Vous travaillez selon un protocole qui voit vos tableaux divisés par un marquage central et la moitié droite, reprendre le motif de la moitié gauche. N’avez-vous pas la sensation avec le temps de vous être enfermé dans un modèle de travail ?
Je ne crois pas puisque j’ai toujours cette envie de faire des tableaux, pas seulement pour faire des tableaux. Je me rends compte de plus en plus des éléments qui, dans ces moments de peinture, se retrouvent de manière récurrente d’un tableau à l’autre, et donc des séries formelles qui pourraient se créer. Mais ces séries sont parfois espacées de dix à quinze ans, ce qui est aussi une manière de montrer que cette histoire de la peinture n’est faite que de reprises. Le tableau se constitue en plusieurs temps. Le premier temps de peinture peut se régler en trois traits et trouver un écho dans des tableaux précédents ou des figures de l’histoire de la peinture. Parfois il y aura un autre temps de peinture, un deuxième, un troisième, jusqu’à ce que le premier temps de peinture constitue selon moi une réalité. D’autres fois, des multiples temps de peinture se superposent jusqu’à obtenir une charge picturale suffisante. Il est donc impossible de repasser par tous ces gestes, ce qui veut bien dire que la deuxième partie du tableau n’est pas pour moi une copie, puisqu’une copie se fait par rapport à une image finale. Or il s’agit là de remontrer, de repasser par tous les actes d’une création qui ont conduit à ce que l’on voit.

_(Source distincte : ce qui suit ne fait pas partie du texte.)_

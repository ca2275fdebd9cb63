//! Filtering, sorting, pagination and aggregation over stored entities.
//!
//! Queries are read-only. Ordering is always total (sort key, then id), so
//! pages of a fixed query concatenate to the unpaginated sequence.
//!
//! ## Example
//!
//! ```rust,ignore
//! use archmem_core::query::{EntityQuery, SortKey, SortOrder};
//! use archmem_core::entity::EntityKind;
//!
//! let result = store.query_entities(
//!     EntityQuery::new()
//!         .kind(EntityKind::ArchitecturalDecision)
//!         .min_confidence(0.7)
//!         .sort(SortKey::LastModified, SortOrder::Descending)
//!         .page(1, 20)
//!         .include_related(),
//! )?;
//! println!("{} of {}", result.entities.len(), result.total_count);
//! ```

use serde::{Deserialize, Serialize};
use std::cmp::Ordering;
use std::collections::{BTreeMap, HashMap, HashSet};

use crate::entity::validate::check_unit;
use crate::entity::{Entity, EntityId, EntityKind};
use crate::error::{Error, Result};
use crate::graph::{Relationship, RelationshipGraph};

/// Field to order results by.
#[derive(Debug, Clone, Copy, Default, PartialEq, Eq, Serialize, Deserialize)]
#[serde(rename_all = "snake_case")]
pub enum SortKey {
    Confidence,
    Relevance,
    #[default]
    LastModified,
    Created,
    Title,
    AccessCount,
    Version,
}

#[derive(Debug, Clone, Copy, Default, PartialEq, Eq, Serialize, Deserialize)]
#[serde(rename_all = "snake_case")]
pub enum SortOrder {
    Ascending,
    #[default]
    Descending,
}

/// Query builder for finding entities.
#[derive(Debug, Clone, Default, Serialize, Deserialize)]
#[serde(rename_all = "camelCase", default)]
pub struct EntityQuery {
    /// Restrict to these kinds.
    pub kinds: Option<Vec<EntityKind>>,

    /// Match entities carrying any of these tags.
    pub tags: Option<Vec<String>>,

    /// Minimum confidence (inclusive).
    pub min_confidence: Option<f64>,

    /// Minimum relevance (inclusive).
    pub min_relevance: Option<f64>,

    /// Case-insensitive substring over title and description.
    pub text: Option<String>,

    pub sort_by: SortKey,

    pub order: SortOrder,

    /// 1-based page number.
    pub page: Option<usize>,

    pub page_size: Option<usize>,

    /// Attach one-hop relationships of the returned entities.
    pub include_related: bool,

    /// Record an access on every returned entity under this context.
    pub track_access: Option<String>,
}

impl EntityQuery {
    /// Create a new empty query.
    pub fn new() -> Self {
        Self::default()
    }

    /// Add a kind to the kind filter.
    pub fn kind(mut self, kind: EntityKind) -> Self {
        self.kinds.get_or_insert_with(Vec::new).push(kind);
        self
    }

    /// Add a tag to the any-match tag filter.
    pub fn tag(mut self, tag: impl Into<String>) -> Self {
        self.tags.get_or_insert_with(Vec::new).push(tag.into());
        self
    }

    pub fn min_confidence(mut self, threshold: f64) -> Self {
        self.min_confidence = Some(threshold);
        self
    }

    pub fn min_relevance(mut self, threshold: f64) -> Self {
        self.min_relevance = Some(threshold);
        self
    }

    pub fn text(mut self, text: impl Into<String>) -> Self {
        self.text = Some(text.into());
        self
    }

    pub fn sort(mut self, key: SortKey, order: SortOrder) -> Self {
        self.sort_by = key;
        self.order = order;
        self
    }

    pub fn page(mut self, page: usize, page_size: usize) -> Self {
        self.page = Some(page);
        self.page_size = Some(page_size);
        self
    }

    pub fn include_related(mut self) -> Self {
        self.include_related = true;
        self
    }

    pub fn track_access(mut self, context: impl Into<String>) -> Self {
        self.track_access = Some(context.into());
        self
    }

    /// Check if an entity matches this query's filters.
    pub fn matches(&self, entity: &Entity) -> bool {
        if let Some(ref kinds) = self.kinds {
            if !kinds.contains(&entity.kind()) {
                return false;
            }
        }

        if let Some(ref tags) = self.tags {
            if !tags.iter().any(|t| entity.has_tag(t)) {
                return false;
            }
        }

        if let Some(min) = self.min_confidence {
            if entity.confidence < min {
                return false;
            }
        }
        if let Some(min) = self.min_relevance {
            if entity.relevance < min {
                return false;
            }
        }

        if let Some(ref text) = self.text {
            let needle = text.to_lowercase();
            if !entity.title.to_lowercase().contains(&needle)
                && !entity.description.to_lowercase().contains(&needle)
            {
                return false;
            }
        }

        true
    }

    /// Total order used for sorting: the sort key, then id ascending.
    pub fn compare(&self, a: &Entity, b: &Entity) -> Ordering {
        let primary = match self.sort_by {
            SortKey::Confidence => a.confidence.total_cmp(&b.confidence),
            SortKey::Relevance => a.relevance.total_cmp(&b.relevance),
            SortKey::LastModified => a.last_modified.cmp(&b.last_modified),
            SortKey::Created => a.created.cmp(&b.created),
            SortKey::Title => a.title.to_lowercase().cmp(&b.title.to_lowercase()),
            SortKey::AccessCount => a
                .access_pattern
                .access_count
                .cmp(&b.access_pattern.access_count),
            SortKey::Version => a.version.cmp(&b.version),
        };
        let primary = match self.order {
            SortOrder::Ascending => primary,
            SortOrder::Descending => primary.reverse(),
        };
        primary.then_with(|| a.id.cmp(&b.id))
    }

    /// Reject filters and paging that cannot mean what the caller asked for.
    pub fn validate(&self) -> Result<()> {
        if self.page_size == Some(0) {
            return Err(Error::validation("pageSize", "must be greater than zero"));
        }
        if self.page.is_some() && self.page_size.is_none() {
            return Err(Error::validation("page", "requires pageSize"));
        }
        if let Some(min) = self.min_confidence {
            check_unit("minConfidence", min)?;
        }
        if let Some(min) = self.min_relevance {
            check_unit("minRelevance", min)?;
        }
        Ok(())
    }

    /// Execute the query against an entity map and relationship graph.
    pub fn execute(
        &self,
        entities: &HashMap<EntityId, Entity>,
        graph: &RelationshipGraph,
    ) -> Result<QueryResult> {
        self.validate()?;

        let mut matched: Vec<&Entity> = entities.values().filter(|e| self.matches(e)).collect();
        matched.sort_by(|a, b| self.compare(a, b));

        let total_count = matched.len();
        let aggregations = Aggregations::from_entities(matched.iter().copied());

        let page: Vec<Entity> = match self.page_size {
            Some(size) => {
                let page = self.page.unwrap_or(1).max(1);
                matched
                    .into_iter()
                    .skip((page - 1).saturating_mul(size))
                    .take(size)
                    .cloned()
                    .collect()
            }
            None => matched.into_iter().cloned().collect(),
        };

        let relationships = if self.include_related {
            Some(one_hop(graph, &page))
        } else {
            None
        };

        Ok(QueryResult {
            entities: page,
            total_count,
            aggregations,
            relationships,
        })
    }
}

/// Counts grouped by kind and by tag.
#[derive(Debug, Clone, Default, PartialEq, Eq, Serialize, Deserialize)]
#[serde(rename_all = "camelCase")]
pub struct Aggregations {
    pub by_kind: BTreeMap<EntityKind, usize>,
    pub by_tag: BTreeMap<String, usize>,
}

impl Aggregations {
    pub fn from_entities<'a>(entities: impl IntoIterator<Item = &'a Entity>) -> Self {
        let mut aggregations = Self::default();
        for entity in entities {
            *aggregations.by_kind.entry(entity.kind()).or_insert(0) += 1;
            for tag in &entity.tags {
                *aggregations.by_tag.entry(tag.clone()).or_insert(0) += 1;
            }
        }
        aggregations
    }
}

/// Result of [`KnowledgeStore::query_entities`](crate::KnowledgeStore::query_entities).
#[derive(Debug, Clone, PartialEq, Serialize, Deserialize)]
#[serde(rename_all = "camelCase")]
pub struct QueryResult {
    /// The requested page.
    pub entities: Vec<Entity>,
    /// Matches before pagination.
    pub total_count: usize,
    /// Computed over all matches, not just the page.
    pub aggregations: Aggregations,
    #[serde(skip_serializing_if = "Option::is_none")]
    pub relationships: Option<Vec<Relationship>>,
}

fn one_hop(graph: &RelationshipGraph, page: &[Entity]) -> Vec<Relationship> {
    let mut seen = HashSet::new();
    let mut out = Vec::new();
    for entity in page {
        for edge in graph.edges_of(&entity.id) {
            if seen.insert(edge.id) {
                out.push(edge.clone());
            }
        }
    }
    out
}

#[cfg(test)]
mod tests {
    use super::*;
    use crate::entity::validate::build_entity;
    use crate::entity::{DecisionStatus, EntityInput, EntityPayload};
    use crate::graph::{RelationshipInput, RelationshipType};
    use chrono::Utc;
    use pretty_assertions::assert_eq;

    fn insert(map: &mut HashMap<EntityId, Entity>, input: EntityInput) -> EntityId {
        let entity = build_entity(input, EntityId::new(), Utc::now()).unwrap();
        let id = entity.id;
        map.insert(id, entity);
        id
    }

    fn fixture() -> (HashMap<EntityId, Entity>, Vec<EntityId>) {
        let mut map = HashMap::new();
        let ids = vec![
            insert(
                &mut map,
                EntityInput::new(
                    EntityPayload::decision(DecisionStatus::Accepted, "Use Postgres"),
                    "Database",
                )
                .with_confidence(0.9)
                .with_tags(["db", "infra"]),
            ),
            insert(
                &mut map,
                EntityInput::new(
                    EntityPayload::decision(DecisionStatus::Proposed, "Use Redis"),
                    "Cache",
                )
                .with_confidence(0.6)
                .with_tags(["cache"]),
            ),
            insert(
                &mut map,
                EntityInput::new(EntityPayload::assessment("prod", 0.7), "Prod readiness")
                    .with_confidence(0.75)
                    .with_tags(["infra"]),
            ),
        ];
        (map, ids)
    }

    #[test]
    fn test_query_builder() {
        let query = EntityQuery::new()
            .kind(EntityKind::CodeComponent)
            .tag("db")
            .min_confidence(0.5)
            .page(2, 10);

        assert_eq!(query.kinds, Some(vec![EntityKind::CodeComponent]));
        assert_eq!(query.tags, Some(vec!["db".to_string()]));
        assert_eq!(query.page, Some(2));
        assert_eq!(query.page_size, Some(10));
    }

    #[test]
    fn test_filters_and_aggregations() {
        let (map, _) = fixture();
        let graph = RelationshipGraph::new();

        let result = EntityQuery::new()
            .tag("infra")
            .execute(&map, &graph)
            .unwrap();
        assert_eq!(result.total_count, 2);
        assert_eq!(result.aggregations.by_tag.get("infra"), Some(&2));
        assert_eq!(result.aggregations.by_tag.get("db"), Some(&1));
        assert_eq!(
            result.aggregations.by_kind.get(&EntityKind::DeploymentAssessment),
            Some(&1)
        );

        let result = EntityQuery::new()
            .kind(EntityKind::ArchitecturalDecision)
            .min_confidence(0.8)
            .execute(&map, &graph)
            .unwrap();
        assert_eq!(result.total_count, 1);
        assert_eq!(result.entities[0].title, "Database");
    }

    #[test]
    fn test_sort_by_confidence() {
        let (map, _) = fixture();
        let graph = RelationshipGraph::new();

        let result = EntityQuery::new()
            .sort(SortKey::Confidence, SortOrder::Ascending)
            .execute(&map, &graph)
            .unwrap();
        let titles: Vec<_> = result.entities.iter().map(|e| e.title.as_str()).collect();
        assert_eq!(titles, vec!["Cache", "Prod readiness", "Database"]);
    }

    #[test]
    fn test_pagination_keeps_aggregations_global() {
        let (map, _) = fixture();
        let graph = RelationshipGraph::new();

        let result = EntityQuery::new()
            .sort(SortKey::Title, SortOrder::Ascending)
            .page(2, 2)
            .execute(&map, &graph)
            .unwrap();
        assert_eq!(result.total_count, 3);
        assert_eq!(result.entities.len(), 1);
        assert_eq!(result.entities[0].title, "Prod readiness");
        assert_eq!(result.aggregations.by_kind.values().sum::<usize>(), 3);

        let past_end = EntityQuery::new().page(5, 2).execute(&map, &graph).unwrap();
        assert!(past_end.entities.is_empty());
        assert_eq!(past_end.total_count, 3);
    }

    #[test]
    fn test_zero_page_size_rejected() {
        let (map, _) = fixture();
        let err = EntityQuery::new()
            .page(1, 0)
            .execute(&map, &RelationshipGraph::new())
            .unwrap_err();
        assert!(matches!(err, Error::Validation { .. }));
    }

    #[test]
    fn test_page_without_page_size_rejected() {
        let (map, _) = fixture();
        let query = EntityQuery {
            page: Some(2),
            ..EntityQuery::new()
        };
        let err = query.execute(&map, &RelationshipGraph::new()).unwrap_err();
        assert!(matches!(err, Error::Validation { ref field, .. } if field == "page"));
    }

    #[test]
    fn test_nan_thresholds_rejected() {
        let (map, _) = fixture();
        let graph = RelationshipGraph::new();

        let err = EntityQuery::new()
            .min_confidence(f64::NAN)
            .execute(&map, &graph)
            .unwrap_err();
        assert!(matches!(err, Error::Validation { ref field, .. } if field == "minConfidence"));

        let err = EntityQuery {
            min_relevance: Some(f64::NAN),
            ..EntityQuery::new()
        }
        .execute(&map, &graph)
        .unwrap_err();
        assert!(matches!(err, Error::Validation { ref field, .. } if field == "minRelevance"));

        assert!(EntityQuery::new().min_confidence(1.5).execute(&map, &graph).is_err());
        let all = EntityQuery::new().min_confidence(0.0).execute(&map, &graph).unwrap();
        assert_eq!(all.total_count, map.len());
    }

    #[test]
    fn test_include_related_one_hop() {
        let (map, ids) = fixture();
        let mut graph = RelationshipGraph::new();
        graph
            .upsert(
                RelationshipInput::new(ids[2], ids[0], RelationshipType::CompliesWith),
                Utc::now(),
            )
            .unwrap();

        let result = EntityQuery::new()
            .text("database")
            .include_related()
            .execute(&map, &graph)
            .unwrap();
        let rels = result.relationships.unwrap();
        assert_eq!(rels.len(), 1);
        assert_eq!(rels[0].source_id, ids[2]);

        let plain = EntityQuery::new().execute(&map, &graph).unwrap();
        assert!(plain.relationships.is_none());
    }
}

Ce travail en double évoque la question du miroir et de la fidélité du reflet. Cette fidélité serait-elle pour vous une question secondaire (d’autant plus qu’elle se rapproche ici de la question de la mémoire dans la manière de « retranscrire » ce reflet) ?

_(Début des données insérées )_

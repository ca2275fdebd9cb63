//! Relationship types.

use chrono::{DateTime, Utc};
use serde::{Deserialize, Serialize};
use uuid::Uuid;

use crate::entity::validate::check_unit;
use crate::entity::EntityId;
use crate::error::{Error, Result};

/// Unique identifier for a relationship.
#[derive(Debug, Clone, Copy, PartialEq, Eq, Hash, PartialOrd, Ord, Serialize, Deserialize)]
#[serde(transparent)]
pub struct RelationshipId(pub Uuid);

impl RelationshipId {
    pub fn new() -> Self {
        Self(Uuid::new_v4())
    }

    pub fn parse(s: &str) -> Result<Self> {
        Uuid::parse_str(s)
            .map(Self)
            .map_err(|e| Error::validation("relationship id", e.to_string()))
    }
}

impl Default for RelationshipId {
    fn default() -> Self {
        Self::new()
    }
}

impl std::fmt::Display for RelationshipId {
    fn fmt(&self, f: &mut std::fmt::Formatter<'_>) -> std::fmt::Result {
        write!(f, "{}", self.0)
    }
}

/// Semantic type of a directed relationship.
#[derive(Debug, Clone, Copy, PartialEq, Eq, Hash, PartialOrd, Ord, Serialize, Deserialize)]
#[serde(rename_all = "snake_case")]
pub enum RelationshipType {
    /// Source requires target to function.
    DependsOn,
    /// Source conforms to the decision or policy in target.
    CompliesWith,
    /// Source event happened in the environment captured by target.
    OccurredIn,
    /// Source realizes the design described by target.
    Implements,
    /// Undirected association.
    RelatesTo,
    /// Source replaces target.
    Supersedes,
    /// Source fixes the problem described by target.
    Resolves,
    /// Source led to target.
    Causes,
}

impl RelationshipType {
    /// Whether direction carries no meaning for this type.
    pub fn is_symmetric(&self) -> bool {
        matches!(self, Self::RelatesTo)
    }

    pub fn as_str(&self) -> &'static str {
        match self {
            Self::DependsOn => "depends_on",
            Self::CompliesWith => "complies_with",
            Self::OccurredIn => "occurred_in",
            Self::Implements => "implements",
            Self::RelatesTo => "relates_to",
            Self::Supersedes => "supersedes",
            Self::Resolves => "resolves",
            Self::Causes => "causes",
        }
    }
}

impl std::fmt::Display for RelationshipType {
    fn fmt(&self, f: &mut std::fmt::Formatter<'_>) -> std::fmt::Result {
        f.write_str(self.as_str())
    }
}

/// A stored, directed, weighted edge between two entities.
#[derive(Debug, Clone, PartialEq, Serialize, Deserialize)]
#[serde(rename_all = "camelCase")]
pub struct Relationship {
    pub id: RelationshipId,
    pub source_id: EntityId,
    pub target_id: EntityId,
    #[serde(rename = "type")]
    pub relationship_type: RelationshipType,
    pub strength: f64,
    pub confidence: f64,
    pub created: DateTime<Utc>,
    pub last_validated: DateTime<Utc>,
    #[serde(default)]
    pub evidence: Vec<String>,
}

impl Relationship {
    /// The `(source, target, type)` uniqueness key.
    pub fn triple(&self) -> Triple {
        (self.source_id, self.target_id, self.relationship_type)
    }

    /// The endpoint opposite to `id`, if `id` is an endpoint.
    pub fn other_end(&self, id: &EntityId) -> Option<EntityId> {
        if self.source_id == *id {
            Some(self.target_id)
        } else if self.target_id == *id {
            Some(self.source_id)
        } else {
            None
        }
    }

    /// Whether `id` is the source or the target.
    pub fn touches(&self, id: &EntityId) -> bool {
        self.source_id == *id || self.target_id == *id
    }

    /// Whether the mutable attributes equal those of `input`.
    pub fn same_attributes(&self, input: &RelationshipInput) -> bool {
        self.strength == input.strength
            && self.confidence == input.confidence
            && self.evidence == input.evidence
    }
}

/// Uniqueness key of a relationship.
pub type Triple = (EntityId, EntityId, RelationshipType);

/// Fields supplied to [`KnowledgeStore::upsert_relationship`](crate::KnowledgeStore::upsert_relationship).
#[derive(Debug, Clone, PartialEq, Serialize, Deserialize)]
#[serde(rename_all = "camelCase")]
pub struct RelationshipInput {
    pub source_id: EntityId,
    pub target_id: EntityId,
    #[serde(rename = "type")]
    pub relationship_type: RelationshipType,
    #[serde(default = "default_strength")]
    pub strength: f64,
    #[serde(default = "default_confidence")]
    pub confidence: f64,
    #[serde(default)]
    pub evidence: Vec<String>,
    /// Overwrite an existing edge with the same triple instead of failing.
    #[serde(default)]
    pub replace: bool,
}

fn default_strength() -> f64 {
    0.5
}

fn default_confidence() -> f64 {
    0.8
}

impl RelationshipInput {
    pub fn new(source_id: EntityId, target_id: EntityId, relationship_type: RelationshipType) -> Self {
        Self {
            source_id,
            target_id,
            relationship_type,
            strength: default_strength(),
            confidence: default_confidence(),
            evidence: Vec::new(),
            replace: false,
        }
    }

    pub fn with_strength(mut self, strength: f64) -> Self {
        self.strength = strength;
        self
    }

    pub fn with_confidence(mut self, confidence: f64) -> Self {
        self.confidence = confidence;
        self
    }

    pub fn with_evidence(mut self, evidence: impl Into<String>) -> Self {
        self.evidence.push(evidence.into());
        self
    }

    /// Allow overwriting an existing edge with the same triple.
    pub fn replacing(mut self) -> Self {
        self.replace = true;
        self
    }

    pub fn triple(&self) -> Triple {
        (self.source_id, self.target_id, self.relationship_type)
    }

    /// Check field ranges and reject self-loops.
    pub fn validate(&self) -> Result<()> {
        check_unit("strength", self.strength)?;
        check_unit("confidence", self.confidence)?;
        if self.source_id == self.target_id {
            return Err(Error::validation(
                "targetId",
                "a relationship cannot connect an entity to itself",
            ));
        }
        Ok(())
    }

    /// Materialize into a new relationship.
    pub(crate) fn into_relationship(self, now: DateTime<Utc>) -> Relationship {
        Relationship {
            id: RelationshipId::new(),
            source_id: self.source_id,
            target_id: self.target_id,
            relationship_type: self.relationship_type,
            strength: self.strength,
            confidence: self.confidence,
            created: now,
            last_validated: now,
            evidence: self.evidence,
        }
    }
}

#[cfg(test)]
mod tests {
    use super::*;

    #[test]
    fn test_input_validation() {
        let a = EntityId::new();
        let b = EntityId::new();

        assert!(RelationshipInput::new(a, b, RelationshipType::DependsOn)
            .validate()
            .is_ok());
        assert!(RelationshipInput::new(a, a, RelationshipType::DependsOn)
            .validate()
            .is_err());
        assert!(RelationshipInput::new(a, b, RelationshipType::DependsOn)
            .with_strength(-0.1)
            .validate()
            .is_err());
    }

    #[test]
    fn test_other_end() {
        let a = EntityId::new();
        let b = EntityId::new();
        let rel = RelationshipInput::new(a, b, RelationshipType::Implements)
            .into_relationship(Utc::now());

        assert_eq!(rel.other_end(&a), Some(b));
        assert_eq!(rel.other_end(&b), Some(a));
        assert_eq!(rel.other_end(&EntityId::new()), None);
    }

    #[test]
    fn test_relationship_json_shape() {
        let rel = RelationshipInput::new(EntityId::new(), EntityId::new(), RelationshipType::CompliesWith)
            .into_relationship(Utc::now());
        let json = serde_json::to_value(&rel).unwrap();
        assert_eq!(json["type"], "complies_with");
        assert!(json.get("sourceId").is_some());
        assert!(json.get("lastValidated").is_some());
    }
}
//! Label-editing session model.
//!
//! Boxes are drawn over a source image in its own pixel space, clipped to the
//! image bounds, and converted to the corner format the backend expects when
//! the session is submitted.

mod bbox;
mod editing_image;
mod palette;

pub use bbox::{BoundingBoxLabel, Point, submission_boxes, labeling_data};
pub use editing_image::{EditingImage, EditingImageError};
pub use palette::LabelPalette;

Le reflet est secondaire, sans jeu de mots. Secondaire car ce n’est pas un reflet mais un déplacement ; il s’agit d’une symétrie par déplacement donc ce n’est pas un reflet. Il est bien évident que, dans l’histoire de la peinture, l’autoportrait est une espèce de montage puisque le peintre se regarde dans un miroir et reproduit son image. Pour moi, parler de ces figures récurrentes et de l’autoportrait par allusion au miroir revient à dire qu’on ne peint finalement qu’avec un modèle. Dans cette exposition, une œuvre est faite avec des tondi. Elle constitue une sorte de clin d’œil, d’autodérision par rapport à mon travail, puisque j’ai mis deux tondi côte à côte, comme une paire d’yeux ; c’est un peu une forme d’autoportrait. Cette question de l’autodérision est récurrente car c’est peut-être une manière de dire les choses avec plus de force, en les mettant à distance.
Vous avez déclaré un jour : « La peinture ne représente jamais qu’elle-même. » Est-ce à dire que vous déniez à la peinture un potentiel de représentation ?
Évidemment il y a forcément un potentiel de représentation et l’on n’échappe jamais à cela. Un monochrome, c’est la couleur seule, mais elle arrive avec toute une histoire de la peinture, et, si l’on prend deux personnes, un rouge ou un bleu seront rattachés pour chacune d’elles à un phénomène ou à un objet quelconques différents, liés à un moment précis par exemple. Cette couleur seule permet donc de parvenir à créer des images. D’autant plus qu’une certaine expression du geste va nécessairement créer une image, une forme. C’est indissociable de toute la production visuelle, le potentiel d’images est là. Néanmoins, un carré chez Malevitch ou des artistes de cette génération-là, n’a pas la même signification qu’un carré chez les Incas ou les Indiens Hopi. Mais ces formes vont raconter des histoires. Je pense que la peinture est un médium qui, de manière plus évidente que tout autre, redonne la première place au spectateur. La photographie est un acte arrêté de l’image alors que contempler un tableau de la Renaissance, par exemple, permet de remonter le temps en s’attardant sur les couleurs ou la technique. C’est pour moi une question fondamentale qui est contenue dans la question du montage de la peinture.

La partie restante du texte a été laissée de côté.